◆ **Records excerpted from a collection**
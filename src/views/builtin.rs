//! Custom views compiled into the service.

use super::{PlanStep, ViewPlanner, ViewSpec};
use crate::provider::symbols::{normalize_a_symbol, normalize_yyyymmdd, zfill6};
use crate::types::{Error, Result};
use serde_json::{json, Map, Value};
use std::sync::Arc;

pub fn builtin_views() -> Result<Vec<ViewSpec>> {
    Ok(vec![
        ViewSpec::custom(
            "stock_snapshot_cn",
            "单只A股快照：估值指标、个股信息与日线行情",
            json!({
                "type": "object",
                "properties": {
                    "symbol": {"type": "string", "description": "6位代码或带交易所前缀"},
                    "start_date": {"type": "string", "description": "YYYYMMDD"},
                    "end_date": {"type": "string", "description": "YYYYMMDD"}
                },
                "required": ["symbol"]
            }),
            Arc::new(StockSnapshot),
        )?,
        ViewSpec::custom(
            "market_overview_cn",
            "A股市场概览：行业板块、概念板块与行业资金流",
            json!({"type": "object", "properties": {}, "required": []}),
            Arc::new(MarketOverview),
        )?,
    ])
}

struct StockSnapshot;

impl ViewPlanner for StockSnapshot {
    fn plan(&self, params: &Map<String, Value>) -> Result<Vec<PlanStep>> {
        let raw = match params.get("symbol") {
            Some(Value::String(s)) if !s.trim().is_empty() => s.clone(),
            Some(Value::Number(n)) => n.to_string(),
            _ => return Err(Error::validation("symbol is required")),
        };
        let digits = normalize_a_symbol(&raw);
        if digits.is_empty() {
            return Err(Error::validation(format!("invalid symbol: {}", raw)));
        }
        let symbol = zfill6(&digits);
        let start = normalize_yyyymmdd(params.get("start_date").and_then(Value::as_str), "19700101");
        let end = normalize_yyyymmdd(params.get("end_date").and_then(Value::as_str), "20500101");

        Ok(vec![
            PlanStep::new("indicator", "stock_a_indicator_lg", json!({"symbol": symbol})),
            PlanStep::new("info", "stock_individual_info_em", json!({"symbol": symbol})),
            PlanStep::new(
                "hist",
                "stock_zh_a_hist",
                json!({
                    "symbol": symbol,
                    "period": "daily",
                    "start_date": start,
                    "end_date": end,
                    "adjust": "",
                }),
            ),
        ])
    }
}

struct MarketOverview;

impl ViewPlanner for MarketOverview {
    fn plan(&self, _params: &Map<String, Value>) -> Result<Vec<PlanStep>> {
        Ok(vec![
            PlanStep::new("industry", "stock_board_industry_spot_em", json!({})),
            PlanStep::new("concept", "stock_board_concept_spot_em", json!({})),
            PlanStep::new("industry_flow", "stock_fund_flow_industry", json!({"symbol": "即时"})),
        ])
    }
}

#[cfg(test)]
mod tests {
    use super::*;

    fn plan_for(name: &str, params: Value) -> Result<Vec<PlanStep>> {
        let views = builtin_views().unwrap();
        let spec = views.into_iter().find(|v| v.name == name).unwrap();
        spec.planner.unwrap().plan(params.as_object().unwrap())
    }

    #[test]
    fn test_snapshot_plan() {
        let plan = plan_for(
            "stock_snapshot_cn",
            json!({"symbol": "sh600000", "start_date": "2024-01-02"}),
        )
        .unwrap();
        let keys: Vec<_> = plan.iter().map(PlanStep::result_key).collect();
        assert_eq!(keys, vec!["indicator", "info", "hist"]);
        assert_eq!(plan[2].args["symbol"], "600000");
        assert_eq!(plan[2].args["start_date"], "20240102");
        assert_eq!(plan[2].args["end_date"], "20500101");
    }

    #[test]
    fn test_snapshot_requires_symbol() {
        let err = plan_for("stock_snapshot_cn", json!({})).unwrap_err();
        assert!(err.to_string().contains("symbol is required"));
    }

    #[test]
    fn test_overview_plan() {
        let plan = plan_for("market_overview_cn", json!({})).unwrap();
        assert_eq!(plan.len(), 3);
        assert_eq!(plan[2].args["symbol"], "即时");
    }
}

◆ **Requirement**
From the line containing "assert_eq!(plan.len(), 3);" down to the final line of the data, write out every line exactly; both the first and last of these belong in your answer, and nothing else does.

◆ **Result of the task**
        assert_eq!(plan.len(), 3);
        assert_eq!(plan[2].args["symbol"], "即时");
    }
}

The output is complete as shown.